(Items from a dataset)
== == ==

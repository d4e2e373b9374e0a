//! Classification of persistence failures.
//!
//! The editor only needs to know whether a write failed because the
//! optional enrichment columns are missing. This module is the single place
//! that knows which store error codes mean that.

use noteai_core::Error;

/// PostgreSQL SQLSTATE `undefined_column`.
pub const PG_UNDEFINED_COLUMN: &str = "42703";

/// PostgREST (hosted Postgres REST gateway) "column not found in schema cache".
pub const POSTGREST_UNKNOWN_COLUMN: &str = "PGRST204";

/// Whether a store error code means "column does not exist".
pub fn is_missing_column_code(code: &str) -> bool {
    code == PG_UNDEFINED_COLUMN || code == POSTGREST_UNKNOWN_COLUMN
}

/// Map a failed write to the core error taxonomy.
///
/// Missing-column failures become [`Error::SchemaMismatch`]; everything else
/// stays a [`Error::Database`].
pub fn classify_write_error(err: sqlx::Error) -> Error {
    if let sqlx::Error::Database(db_err) = &err {
        if db_err
            .code()
            .map(|code| is_missing_column_code(&code))
            .unwrap_or(false)
        {
            return Error::SchemaMismatch(db_err.message().to_string());
        }
    }
    Error::Database(err)
}
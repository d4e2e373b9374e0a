//! Note repository implementation.

use std::time::Instant;

use async_trait::async_trait;
use chrono::{DateTime, Utc};
use sqlx::postgres::PgRow;
use sqlx::{Pool, Postgres, QueryBuilder, Row};
use tracing::{debug, info};
use uuid::Uuid;

use noteai_core::{Error, Note, NoteRepository, Result, SaveNoteRequest};

use crate::schema::classify_write_error;

/// PostgreSQL implementation of NoteRepository.
///
/// Reads tolerate a table without the `summary`/`tags` columns; writes that
/// include them against such a table fail with [`Error::SchemaMismatch`].
#[derive(Clone)]
pub struct PgNoteRepository {
    pool: Pool<Postgres>,
}

impl PgNoteRepository {
    /// Create a new PgNoteRepository with the given connection pool.
    pub fn new(pool: Pool<Postgres>) -> Self {
        Self { pool }
    }
}

/// Map a row to a Note. Enrichment columns may be absent from the table.
fn map_row_to_note(row: &PgRow) -> Result<Note> {
    let id: Uuid = row.try_get("id")?;
    let title: String = row.try_get("title")?;
    let content: String = row.try_get("content")?;
    let created_at: DateTime<Utc> = row.try_get("created_at")?;
    let summary: Option<String> = row.try_get("summary").ok().flatten();
    let tags: Option<Vec<String>> = row.try_get("tags").ok().flatten();

    Ok(Note {
        id,
        title,
        content,
        created_at,
        summary,
        tags,
    })
}

#[async_trait]
impl NoteRepository for PgNoteRepository {
    async fn insert(&self, req: SaveNoteRequest) -> Result<Note> {
        let start = Instant::now();
        let with_enrichment = req.has_enrichment();

        let mut qb: QueryBuilder<Postgres> = if with_enrichment {
            QueryBuilder::new("INSERT INTO notes (title, content, summary, tags) VALUES (")
        } else {
            QueryBuilder::new("INSERT INTO notes (title, content) VALUES (")
        };
        {
            let mut values = qb.separated(", ");
            values.push_bind(&req.title);
            values.push_bind(&req.content);
            if with_enrichment {
                values.push_bind(&req.summary);
                values.push_bind(&req.tags);
            }
        }
        qb.push(") RETURNING *");

        let row = qb
            .build()
            .fetch_one(&self.pool)
            .await
            .map_err(classify_write_error)?;
        let note = map_row_to_note(&row)?;

        info!(
            subsystem = "db",
            component = "notes",
            op = "insert",
            note_id = %note.id,
            with_enrichment,
            duration_ms = start.elapsed().as_millis() as u64,
            "Note inserted"
        );
        Ok(note)
    }

    async fn update(&self, id: Uuid, req: SaveNoteRequest) -> Result<Note> {
        let start = Instant::now();
        let with_enrichment = req.has_enrichment();

        let mut qb: QueryBuilder<Postgres> = QueryBuilder::new("UPDATE notes SET title = ");
        qb.push_bind(&req.title);
        qb.push(", content = ");
        qb.push_bind(&req.content);
        if with_enrichment {
            qb.push(", summary = ");
            qb.push_bind(&req.summary);
            qb.push(", tags = ");
            qb.push_bind(&req.tags);
        }
        qb.push(" WHERE id = ");
        qb.push_bind(id);
        qb.push(" RETURNING *");

        let row = qb
            .build()
            .fetch_optional(&self.pool)
            .await
            .map_err(classify_write_error)?
            .ok_or_else(|| Error::NotFound(format!("note {}", id)))?;
        let note = map_row_to_note(&row)?;

        info!(
            subsystem = "db",
            component = "notes",
            op = "update",
            note_id = %id,
            with_enrichment,
            duration_ms = start.elapsed().as_millis() as u64,
            "Note updated"
        );
        Ok(note)
    }

    async fn delete(&self, id: Uuid) -> Result<()> {
        let result = sqlx::query("DELETE FROM notes WHERE id = $1")
            .bind(id)
            .execute(&self.pool)
            .await?;

        debug!(
            subsystem = "db",
            component = "notes",
            op = "delete",
            note_id = %id,
            rows = result.rows_affected(),
            "Note delete executed"
        );
        Ok(())
    }

    async fn fetch(&self, id: Uuid) -> Result<Note> {
        let row = sqlx::query("SELECT * FROM notes WHERE id = $1")
            .bind(id)
            .fetch_optional(&self.pool)
            .await?
            .ok_or_else(|| Error::NotFound(format!("note {}", id)))?;
        map_row_to_note(&row)
    }

    async fn list(&self) -> Result<Vec<Note>> {
        let start = Instant::now();
        let rows = sqlx::query("SELECT * FROM notes ORDER BY created_at DESC, id DESC")
            .fetch_all(&self.pool)
            .await?;
        let notes = rows.iter().map(map_row_to_note).collect::<Result<Vec<_>>>()?;

        debug!(
            subsystem = "db",
            component = "notes",
            op = "list",
            result_count = notes.len(),
            duration_ms = start.elapsed().as_millis() as u64,
            "Notes listed"
        );
        Ok(notes)
    }
}
//! Scripted generation provider for deterministic testing.
//!
//! ## Usage
//!
//! ```rust,ignore
//! use noteai_inference::mock::ScriptedProvider;
//! use noteai_inference::EnrichmentClient;
//!
//! let provider = ScriptedProvider::new()
//!     .with_error("gemini-flash-latest", 429, "Resource has been exhausted")
//!     .with_response("gemini-2.5-flash", r#"{"summary":"x","tags":["a"]}"#);
//! let client = EnrichmentClient::new(provider.clone(), provider.models());
//! ```

use std::collections::HashMap;
use std::sync::{Arc, Mutex};

use async_trait::async_trait;

use noteai_core::{GenerationProvider, ProviderError};

type Scripted = std::result::Result<String, ProviderError>;

/// Provider that answers from a per-model script.
///
/// Models without a script answer with the default, which is a 404 unless
/// overridden.
#[derive(Clone)]
pub struct ScriptedProvider {
    script: Arc<Mutex<Vec<(String, Scripted)>>>,
    fallback: Arc<Mutex<Scripted>>,
    call_log: Arc<Mutex<Vec<MockCall>>>,
}

#[derive(Debug, Clone)]
pub struct MockCall {
    pub model: String,
    pub prompt: String,
}

impl ScriptedProvider {
    pub fn new() -> Self {
        Self {
            script: Arc::new(Mutex::new(Vec::new())),
            fallback: Arc::new(Mutex::new(Err(ProviderError::http(
                404,
                "models/unknown is not found for API version v1beta",
            )))),
            call_log: Arc::new(Mutex::new(Vec::new())),
        }
    }

    /// Answer `model` with `text`.
    pub fn with_response(self, model: impl Into<String>, text: impl Into<String>) -> Self {
        self.push(model.into(), Ok(text.into()));
        self
    }

    /// Fail `model` with an HTTP status.
    pub fn with_error(self, model: impl Into<String>, status: u16, message: impl Into<String>) -> Self {
        self.push(model.into(), Err(ProviderError::http(status, message)));
        self
    }

    /// Fail `model` with an arbitrary provider error.
    pub fn with_provider_error(self, model: impl Into<String>, error: ProviderError) -> Self {
        self.push(model.into(), Err(error));
        self
    }

    /// Answer unscripted models with `text`.
    pub fn with_default_response(self, text: impl Into<String>) -> Self {
        *self.fallback.lock().unwrap() = Ok(text.into());
        self
    }

    /// Fail unscripted models with an HTTP status.
    pub fn with_default_error(self, status: u16, message: impl Into<String>) -> Self {
        *self.fallback.lock().unwrap() = Err(ProviderError::http(status, message));
        self
    }

    fn push(&self, model: String, answer: Scripted) {
        let mut script = self.script.lock().unwrap();
        script.retain(|(m, _)| *m != model);
        script.push((model, answer));
    }

    /// Scripted models in the order they were added.
    pub fn models(&self) -> Vec<String> {
        self.script
            .lock()
            .unwrap()
            .iter()
            .map(|(m, _)| m.clone())
            .collect()
    }

    /// Get all logged calls for assertion.
    pub fn get_calls(&self) -> Vec<MockCall> {
        self.call_log.lock().unwrap().clone()
    }

    /// Models called, in call order.
    pub fn called_models(&self) -> Vec<String> {
        self.get_calls().into_iter().map(|c| c.model).collect()
    }

    pub fn call_count(&self) -> usize {
        self.call_log.lock().unwrap().len()
    }
}

impl Default for ScriptedProvider {
    fn default() -> Self {
        Self::new()
    }
}

#[async_trait]
impl GenerationProvider for ScriptedProvider {
    async fn generate(&self, model: &str, prompt: &str) -> Scripted {
        self.call_log.lock().unwrap().push(MockCall {
            model: model.to_string(),
            prompt: prompt.to_string(),
        });

        let scripted = self
            .script
            .lock()
            .unwrap()
            .iter()
            .find(|(m, _)| m == model)
            .map(|(_, answer)| answer.clone());
        scripted.unwrap_or_else(|| self.fallback.lock().unwrap().clone())
    }

    fn provider_name(&self) -> &str {
        "scripted"
    }
}

#[cfg(test)]
mod tests {
    use super::*;

    #[tokio::test]
    async fn test_scripted_answers_and_logs() {
        let provider = ScriptedProvider::new()
            .with_response("a", "hello")
            .with_error("b", 429, "quota");

        assert_eq!(provider.generate("a", "p1").await.unwrap(), "hello");
        assert_eq!(provider.generate("b", "p2").await.unwrap_err().status(), Some(429));
        assert_eq!(provider.generate("c", "p3").await.unwrap_err().status(), Some(404));

        assert_eq!(provider.called_models(), vec!["a", "b", "c"]);
        assert_eq!(provider.get_calls()[1].prompt, "p2");
        assert_eq!(provider.models(), vec!["a", "b"]);
    }

    #[tokio::test]
    async fn test_rescripting_a_model_replaces_it() {
        let provider = ScriptedProvider::new()
            .with_response("a", "one")
            .with_response("a", "two");
        assert_eq!(provider.models(), vec!["a"]);
        assert_eq!(provider.generate("a", "p").await.unwrap(), "two");
    }
}
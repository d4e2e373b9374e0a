//! Enrichment configuration.
//!
//! Values are read from the environment once, at process start, and passed
//! down explicitly. Nothing below the binaries looks at the environment.

use std::time::Duration;

use noteai_core::defaults;

/// Primary API key variable.
pub const API_KEY_VAR: &str = "GEMINI_API_KEY";
/// Accepted alias for [`API_KEY_VAR`].
pub const API_KEY_ALIAS_VAR: &str = "GOOGLE_GEMINI_API_KEY";

/// Provider and candidate-chain settings.
#[derive(Debug, Clone)]
pub struct EnrichmentConfig {
    /// Provider API key. `None` when unset or blank.
    pub api_key: Option<String>,
    /// Provider REST base URL.
    pub base_url: String,
    /// Models tried in order.
    pub candidate_models: Vec<String>,
    /// Transport timeout for one provider call.
    pub timeout: Duration,
}

impl Default for EnrichmentConfig {
    fn default() -> Self {
        Self {
            api_key: None,
            base_url: defaults::GEMINI_BASE_URL.to_string(),
            candidate_models: defaults::CANDIDATE_MODELS
                .iter()
                .map(|m| m.to_string())
                .collect(),
            timeout: Duration::from_secs(defaults::PROVIDER_TIMEOUT_SECS),
        }
    }
}

impl EnrichmentConfig {
    /// Load from environment variables.
    ///
    /// - `GEMINI_API_KEY` (or `GOOGLE_GEMINI_API_KEY`)
    /// - `GEMINI_BASE_URL`
    /// - `NOTEAI_CANDIDATE_MODELS` (comma-separated)
    /// - `GEMINI_TIMEOUT` (seconds)
    pub fn from_env() -> Self {
        let defaults = Self::default();
        let api_key = std::env::var(API_KEY_VAR)
            .ok()
            .and_then(|k| normalize_api_key(&k))
            .or_else(|| {
                std::env::var(API_KEY_ALIAS_VAR)
                    .ok()
                    .and_then(|k| normalize_api_key(&k))
            });

        Self {
            api_key,
            base_url: std::env::var("GEMINI_BASE_URL").unwrap_or(defaults.base_url),
            candidate_models: std::env::var("NOTEAI_CANDIDATE_MODELS")
                .ok()
                .map(|s| parse_model_list(&s))
                .filter(|models| !models.is_empty())
                .unwrap_or(defaults.candidate_models),
            timeout: std::env::var("GEMINI_TIMEOUT")
                .ok()
                .and_then(|s| s.parse().ok())
                .map(Duration::from_secs)
                .unwrap_or(defaults.timeout),
        }
    }

    pub fn with_api_key(mut self, api_key: impl Into<String>) -> Self {
        self.api_key = normalize_api_key(&api_key.into());
        self
    }

    pub fn with_base_url(mut self, base_url: impl Into<String>) -> Self {
        self.base_url = base_url.into();
        self
    }

    pub fn with_candidate_models<I, S>(mut self, models: I) -> Self
    where
        I: IntoIterator<Item = S>,
        S: Into<String>,
    {
        self.candidate_models = models.into_iter().map(Into::into).collect();
        self
    }

    pub fn with_timeout(mut self, timeout: Duration) -> Self {
        self.timeout = timeout;
        self
    }

    /// Whether a provider key is present.
    pub fn is_configured(&self) -> bool {
        self.api_key.is_some()
    }
}

/// Trim a key; blank counts as missing.
pub fn normalize_api_key(raw: &str) -> Option<String> {
    let trimmed = raw.trim();
    if trimmed.is_empty() {
        None
    } else {
        Some(trimmed.to_string())
    }
}

/// Split a comma-separated model list, dropping blanks.
pub fn parse_model_list(raw: &str) -> Vec<String> {
    raw.split(',')
        .map(str::trim)
        .filter(|m| !m.is_empty())
        .map(String::from)
        .collect()
}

== == ==

> [WHAT YOU ARE ASKED TO DO] Which lines in the records above contain the string "Database"? Copy each one.

> [REPLY]
/// stays a [`Error::Database`].
    if let sqlx::Error::Database(db_err) = &err {
    Error::Database(err)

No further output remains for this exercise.